Time-resolved laser spectroscopic studies of atoms, ions and Molecules

Sammanfattning: Time-resolved laser spectroscopy has been performed to study the radiative properties of various microscopic systems. Using Laser-Induced Fluorescence (LIF) techniques, natural radiative lifetimes have been studied not only in neutral B, S, Ge, Ce, Pb, and in singly ionized V, Fe, Zr, Mo, La, Ce, Eu, Gd and Yb, but also in doubly ionized La, Ce, Pr, Eu, Er, Gd, Tm, Lu, and W. Data are compared with theoretical calculations and astrophysical implications are discussed. Thermal evaporation or laser-produced plasma generation has been employed for free atom and ion production. The Stimulated Brillouin Scattering (SBS) technique was used to shorten the 8 nano-second commercial laser system pulses to 1 ns. To obtain even shorter-duration laser pulses, a further laser system (pulse-length of less then 100 pico-seconds), which includes a Q-switched and mode-locked Nd:YAG laser, a Distributed Feedback Dye Laser (DFDL) and a butterfly Ti:Sapphire amplifier, was utilized. For accessing the Ultra-Violet (UV) region, mainly nonlinear conversion in crystals was used. Further down into the Vacuum Ultra-Violet (VUV) region, Stimulated Raman Shifting (SRS) in hydrogen and resonance-enhanced sum-difference four-wave-mixing in krypton were employed.
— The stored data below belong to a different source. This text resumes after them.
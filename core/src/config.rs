//! Config types for building a [`PathTable`] from JSON/YAML.
//!
//! | Config type | Runtime type | Loader method |
//! |-------------|-------------|---------------|
//! | [`PathTableConfig`] | [`PathTable`] | [`PathTableConfig::load`] (strict), `From` (lenient) |
//! | [`PathEntryConfig`] | [`PathEntry`] | — |
//!
//! ```yaml
//! paths:
//!   - pattern: /admin/*
//!     action: admin
//!   - pattern: /users/{id}
//!     action: user
//!   - action: no-pattern   # kept, but never matched
//! ```

use crate::{validate_pattern, PathEntry, PathMatchError, PathTable};
use serde::Deserialize;

/// Configuration for a [`PathTable`].
///
/// Entry order in the file is match order.
#[derive(Debug, Clone, Deserialize)]
#[serde(bound(deserialize = "A: Deserialize<'de>"))]
pub struct PathTableConfig<A> {
    /// Entries, in match order.
    pub paths: Vec<PathEntryConfig<A>>,
}

/// Configuration for a [`PathEntry`].
#[derive(Debug, Clone, Deserialize)]
#[serde(bound(deserialize = "A: Deserialize<'de>"))]
pub struct PathEntryConfig<A> {
    /// The pattern. Omit it for an entry the engine should skip.
    #[serde(default)]
    pub pattern: Option<String>,

    /// The action selected when this entry wins.
    pub action: A,
}

impl<A> PathTableConfig<A> {
    /// Build a table, rejecting anything [`PathTable::validate`] would reject.
    ///
    /// # Errors
    ///
    /// Returns [`PathMatchError::InvalidConfig`] for an empty pattern string,
    /// or the first error from [`PathTable::validate`].
    pub fn load(self) -> Result<PathTable<A>, PathMatchError> {
        if let Some(index) = self
            .paths
            .iter()
            .position(|e| e.pattern.as_deref() == Some(""))
        {
            return Err(PathMatchError::InvalidConfig {
                message: format!("paths[{index}] has an empty pattern; omit `pattern` instead"),
            });
        }

        let table: PathTable<A> = self.paths.into_iter().map(PathEntry::from).collect();
        table.validate()?;
        Ok(table)
    }
}

impl<A> From<PathEntryConfig<A>> for PathEntry<A> {
    fn from(config: PathEntryConfig<A>) -> Self {
        match config.pattern {
            Some(pattern) => PathEntry::new(pattern, config.action),
            None => PathEntry::unpatterned(config.action),
        }
    }
}

/// Lenient conversion: malformed patterns are kept (they only fail to match)
/// and logged at `warn`.
impl<A> From<PathTableConfig<A>> for PathTable<A> {
    fn from(config: PathTableConfig<A>) -> Self {
        config
            .paths
            .into_iter()
            .enumerate()
            .map(|(index, entry)| {
                if let Some(pattern) = entry.pattern.as_deref() {
                    if let Err(error) = validate_pattern(pattern) {
                        tracing::warn!(index, pattern, %error, "keeping malformed pattern");
                    }
                }
                PathEntry::from(entry)
            })
            .collect()
    }
}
In the Extreme Ultra-Violet (EUV) region, high-order harmonics were produced in different noble gases. Time-resolved fluorescence signals were detected by a fast detection system, which includes a fast detector (e.g. a micro-channel-plate photo-multiplier tube) and a fast transient oscilloscope. Landé factors of levels in the even-parity Rydberg series of neutral lead were studied by analysis of the Zeeman quantum beats in the time-resolved fluorescence. With two-colour laser (1EVU + 1UV) pump-probe and time-of-flight ion detection techniques, photon ionisation cross-sections of He (2p states) were investigated. The pump-probe technique was also utilised to determine the radiative lifetimes of some short-lived N2 molecular states by changing the delay time between the pump and probe laser pulses.